Heidi Peterson, a certified athletic trainer for more than 30 years with university and U.S. national teams, currently splits her days working with athletes at North Central High School and North Spokane Physical and Sports Therapy. Whether her client is a teen or in their eighties, Peterson stresses the importance of good standing posture and balance. While not everyone can walk a slackline, she says she has implemented exercises with similar effects to slacklining into many patients' visits.

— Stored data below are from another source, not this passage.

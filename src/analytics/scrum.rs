//! Scrum metrics engine: per-team velocity trends, cycle-time distributions,
//! and reconstructed sprint burndowns.
//!
//! Stories reach this engine whether or not their feature link resolves;
//! team-level flow metrics do not care about feature parentage.

use crate::aggregate::group_by;
use crate::config::TrainmapConfig;
use crate::core::{
    parse_sprint_ordinal, BurndownPoint, BurndownSeries, CycleTimeSample, CycleTimeStats,
    Measure, Story, VelocityPoint, VelocitySeries, VelocitySummary, UNASSIGNED_ART,
};
use chrono::{Duration, NaiveDate};
use std::collections::HashMap;

const SECONDS_PER_DAY: f64 = 86_400.0;

fn team_name(story: &Story) -> &str {
    story.team.as_deref().unwrap_or(UNASSIGNED_ART)
}

/// Distinct team names over a story set, ascending.
pub fn teams(stories: &[Story]) -> Vec<String> {
    let mut names: Vec<String> = group_by(stories.iter(), |s| team_name(s).to_string())
        .into_iter()
        .map(|(name, _)| name)
        .collect();
    names.sort();
    names
}

/// Per-team velocity series with a trailing rolling average.
///
/// Velocity for a sprint is the point sum of its done stories. The series is
/// contiguous over the team's [first..last] sprint ordinal: a sprint where
/// nothing finished contributes a zero point, not a gap. Stories whose sprint
/// label carries no ordinal are left out of the series (the normalizer
/// already counted them), and stories whose ordinal sits further than the
/// configured distance from the team's median ordinal are excluded as
/// outliers, so the series stays proportional to the input rather than to
/// the ordinal span.
pub fn team_velocity(stories: &[Story], config: &TrainmapConfig) -> Vec<VelocitySeries> {
    let window = config.velocity.rolling_window.max(1);
    let max_distance = config.velocity.max_ordinal_distance;
    let in_sprint: Vec<&Story> = stories.iter().filter(|s| s.sprint_ordinal.is_some()).collect();

    group_by(in_sprint, |s| team_name(s).to_string())
        .into_iter()
        .map(|(team, group)| velocity_series(team, &group, window, max_distance))
        .collect()
}

fn velocity_series(
    team: String,
    stories: &[&Story],
    window: usize,
    max_distance: u32,
) -> VelocitySeries {
    let mut ordinals: Vec<u32> = stories.iter().filter_map(|s| s.sprint_ordinal).collect();
    ordinals.sort_unstable();
    let Some(&median) = ordinals.get(ordinals.len() / 2) else {
        return VelocitySeries {
            team,
            points: Vec::new(),
            rolling: Vec::new(),
            window,
            outlier_stories: 0,
            summary: velocity_summary(&[]),
        };
    };

    let mut by_sprint: HashMap<u32, Vec<&Story>> = HashMap::new();
    let mut outliers = 0usize;
    for &story in stories {
        let Some(ordinal) = story.sprint_ordinal else {
            continue;
        };
        if ordinal.abs_diff(median) > max_distance {
            outliers += 1;
            continue;
        }
        by_sprint.entry(ordinal).or_default().push(story);
    }

    // At least the median's own stories survive the distance check.
    let first = by_sprint.keys().min().copied().unwrap_or(median);
    let last = by_sprint.keys().max().copied().unwrap_or(median);

    let points: Vec<VelocityPoint> = (first..=last)
        .map(|sprint| {
            let in_sprint: &[&Story] = by_sprint.get(&sprint).map_or(&[], |v| v.as_slice());
            let planned: f64 = in_sprint.iter().map(|s| s.points_or_zero()).sum();
            let completed: f64 = in_sprint
                .iter()
                .filter(|s| s.status.is_done())
                .map(|s| s.points_or_zero())
                .sum();
            VelocityPoint {
                team: team.clone(),
                sprint,
                completed_points: completed,
                planned_points: planned,
                stories_planned: in_sprint.len(),
                stories_done: in_sprint.iter().filter(|s| s.status.is_done()).count(),
                completion_rate: Measure::ratio(completed, planned),
            }
        })
        .collect();

    let velocities: Vec<f64> = points.iter().map(|p| p.completed_points).collect();
    let rolling = rolling_mean(&velocities, window);
    let summary = velocity_summary(&points);

    VelocitySeries {
        team,
        points,
        rolling,
        window,
        outlier_stories: outliers,
        summary,
    }
}

/// Trailing rolling mean: element i averages the up-to-`window` values
/// ending at i, so partial windows at the start still produce a value.
pub fn rolling_mean(values: &[f64], window: usize) -> Vec<f64> {
    let window = window.max(1);
    (0..values.len())
        .map(|i| {
            let start = (i + 1).saturating_sub(window);
            let slice = &values[start..=i];
            slice.iter().sum::<f64>() / slice.len() as f64
        })
        .collect()
}

fn velocity_summary(points: &[VelocityPoint]) -> VelocitySummary {
    let velocities: Vec<f64> = points.iter().map(|p| p.completed_points).collect();
    let rates: Vec<f64> = points
        .iter()
        .filter_map(|p| p.completion_rate.defined())
        .collect();

    VelocitySummary {
        average_velocity: mean(&velocities),
        last_velocity: velocities
            .last()
            .map_or(Measure::Insufficient, |v| Measure::Defined(*v)),
        completion_rate_mean: mean(&rates),
        completion_rate_stddev: sample_stddev(&rates),
    }
}

fn mean(values: &[f64]) -> Measure<f64> {
    if values.is_empty() {
        Measure::Insufficient
    } else {
        Measure::Defined(values.iter().sum::<f64>() / values.len() as f64)
    }
}

fn sample_stddev(values: &[f64]) -> Measure<f64> {
    if values.len() < 2 {
        return Measure::Insufficient;
    }
    let m = values.iter().sum::<f64>() / values.len() as f64;
    let variance =
        values.iter().map(|v| (v - m).powi(2)).sum::<f64>() / (values.len() - 1) as f64;
    Measure::Defined(variance.sqrt())
}

/// Per-team cycle-time distributions over resolved stories.
///
/// Elapsed time is resolved minus created in fractional calendar days. A
/// story resolved before it was created is a data-quality anomaly: excluded
/// from the statistics, never silently included, and counted per story.
pub fn cycle_time_stats(stories: &[Story], config: &TrainmapConfig) -> Vec<CycleTimeStats> {
    let percentile = config.cycle_time.percentile;

    group_by(stories.iter(), |s| team_name(s).to_string())
        .into_iter()
        .map(|(team, group)| team_cycle_time(team, &group, percentile))
        .collect()
}

fn team_cycle_time(team: String, stories: &[&Story], percentile: u8) -> CycleTimeStats {
    let mut samples = Vec::new();
    let mut in_flight = 0;
    let mut negative = 0;
    let mut missing_created = 0;

    for story in stories {
        let Some(resolved) = story.resolved else {
            in_flight += 1;
            continue;
        };
        let Some(created) = story.created else {
            missing_created += 1;
            continue;
        };
        let days = (resolved - created).num_seconds() as f64 / SECONDS_PER_DAY;
        if days < 0.0 {
            negative += 1;
            continue;
        }
        samples.push(CycleTimeSample {
            key: story.key.clone(),
            days,
            status: story.status,
        });
    }

    let mut days: Vec<f64> = samples.iter().map(|s| s.days).collect();
    days.sort_by(|a, b| a.partial_cmp(b).unwrap_or(std::cmp::Ordering::Equal));

    CycleTimeStats {
        team,
        in_flight,
        negative_anomalies: negative,
        missing_created,
        mean_days: mean(&days),
        median_days: median(&days),
        percentile,
        percentile_days: nearest_rank(&days, percentile),
        samples,
    }
}

/// Median over ascending samples; the midpoint of the middle two for even n.
fn median(sorted: &[f64]) -> Measure<f64> {
    let n = sorted.len();
    if n == 0 {
        return Measure::Insufficient;
    }
    if n % 2 == 1 {
        Measure::Defined(sorted[n / 2])
    } else {
        Measure::Defined((sorted[n / 2 - 1] + sorted[n / 2]) / 2.0)
    }
}

/// Nearest-rank percentile over ascending samples: the value at rank
/// ceil(p/100 * n).
fn nearest_rank(sorted: &[f64], percentile: u8) -> Measure<f64> {
    if sorted.is_empty() {
        return Measure::Insufficient;
    }
    let rank = (f64::from(percentile) / 100.0 * sorted.len() as f64).ceil() as usize;
    Measure::Defined(sorted[rank.clamp(1, sorted.len()) - 1])
}

/// Reconstruct a sprint burndown from resolution dates.
///
/// No day-by-day snapshot exists, so the trajectory is approximated:
/// remaining on day d is the sprint's point scope minus every story resolved
/// on or before that day. The result is non-increasing by construction, and
/// a final value above zero reports an incomplete sprint.
///
/// Stories match the sprint by ordinal when the requested label carries one,
/// by exact label otherwise.
pub fn burndown(
    stories: &[Story],
    team: &str,
    sprint: &str,
    start: NaiveDate,
    days: u32,
) -> BurndownSeries {
    let ordinal = parse_sprint_ordinal(sprint);
    let in_sprint: Vec<&Story> = stories
        .iter()
        .filter(|s| team_name(s) == team)
        .filter(|s| match ordinal {
            Some(n) => s.sprint_ordinal == Some(n),
            None => s.sprint.as_deref() == Some(sprint),
        })
        .collect();

    let scope: f64 = in_sprint.iter().map(|s| s.points_or_zero()).sum();

    let points = (0..=days)
        .map(|day| {
            let date = start + Duration::days(i64::from(day));
            let resolved: f64 = in_sprint
                .iter()
                .filter(|s| s.resolved.is_some_and(|r| r.date_naive() <= date))
                .map(|s| s.points_or_zero())
                .sum();
            BurndownPoint {
                day,
                date,
                remaining_points: scope - resolved,
                ideal_remaining: ideal_remaining(scope, day, days),
            }
        })
        .collect();

    BurndownSeries {
        team: team.to_string(),
        sprint: sprint.to_string(),
        start,
        days,
        scope_points: scope,
        points,
    }
}

fn ideal_remaining(scope: f64, day: u32, days: u32) -> f64 {
    if days == 0 {
        return scope;
    }
    scope - scope / f64::from(days) * f64::from(day)
}
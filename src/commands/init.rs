use crate::io;
use anyhow::Result;
use std::path::PathBuf;

pub fn init_config(force: bool) -> Result<()> {
    let config_path = PathBuf::from(".trainmap.toml");

    if config_path.exists() && !force {
        anyhow::bail!("Configuration file already exists. Use --force to overwrite.");
    }

    let default_config = r#"# Trainmap Configuration

[pi]
# Accepted PI labels; a record carrying several is attributed to the
# first match in the record's own label order.
labels = ["PI-4_Grading", "PI-4_Reporting"]
# Uncomment to enable the on-track health sub-score.
# end_date = "2024-03-29"

[fields]
story_points = "customfield_10003"
workstream = "customfield_20403"
business_benefit = "customfield_11800"
sprint = "customfield_11701"
feature_link = "customfield_11702"

[statuses]
done = ["Done", "Closed"]
in_progress = ["In Progress"]

[health]
predictability = 0.5
completion = 0.3
on_track = 0.2

[health.bands]
healthy_min = 80.0
at_risk_min = 50.0

[velocity]
rolling_window = 3
max_ordinal_distance = 100

[cycle_time]
percentile = 85
"#;

    io::write_file(&config_path, default_config)?;
    println!("Created .trainmap.toml configuration file");

    Ok(())
}
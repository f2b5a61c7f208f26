//! CLI command implementations.
//!
//! Each submodule owns one subcommand: its configuration struct and the
//! load -> normalize -> engine -> writer pipeline. The engines themselves
//! never touch files or stdout; everything effectful happens here.

pub mod burndown;
pub mod cycle_time;
pub mod discover;
pub mod features;
pub mod init;
pub mod pi;
pub mod velocity;

pub use burndown::{burndown_report, BurndownReportConfig};
pub use cycle_time::{cycle_time_report, CycleTimeReportConfig};
pub use discover::{list_pis, list_teams, DiscoverConfig};
pub use features::{features_report, FeaturesReportConfig};
pub use init::init_config;
pub use pi::{pi_report, PiReportConfig};
pub use velocity::{velocity_report, VelocityReportConfig};

use crate::config::{self, TrainmapConfig};
use crate::io::load_records;
use crate::normalize::{normalize, NormalizedIssues};
use anyhow::{Context, Result};
use std::path::{Path, PathBuf};

/// Load configuration from an explicit path, or via the ancestor search
/// when none was given.
fn load_config(config_path: Option<&PathBuf>) -> Result<TrainmapConfig> {
    match config_path {
        Some(path) => config::load_config_from(path)
            .with_context(|| format!("failed to load config from {}", path.display())),
        None => Ok(config::load_config()),
    }
}

/// Read and normalize an issue export, shared by every report command.
fn normalize_export(input: &Path, config: &TrainmapConfig) -> Result<NormalizedIssues> {
    let records = load_records(input)
        .with_context(|| format!("failed to load issue export {}", input.display()))?;
    let issues = normalize(&records, config);

    if issues.diagnostics.skipped_structural > 0 {
        log::warn!(
            "skipped {} structurally invalid records",
            issues.diagnostics.skipped_structural
        );
    }

    Ok(issues)
}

"Single-leg and double-leg balancing activities are something that we all should be doing more of," Peterson says. Slacklining takes balance to another level, also helping to counteract poor posture and improve core strength. And you don't have to slackline at dizzying heights to get the benefits of this unique exercise — the balance and strengthening effects can be obtained from walking slacklines not far off the ground, reducing the chance for serious injury. "Slacklining is a way of incorporating total body movements, core control, postural control, postural stabilizers and incorporating the feedback and feed-forward mechanisms," says Peterson.

"It's a fun activity and you're building muscle at the same time," says Lance Jackson, a 29-year-old slacklining enthusiast who has observed the progression and increasing exposure of the sport in the six years he has practiced it. "It works these stabilizer muscles that you don't normally work on a regular basis."

In fact, slacklining may be part of a push toward increased functional activity and less machine use in fitness training. As more labor-saving devices have been incorporated into our everyday lives, Peterson says there's been a decrease in "primal movements," causing people to lose core strength, endurance and control.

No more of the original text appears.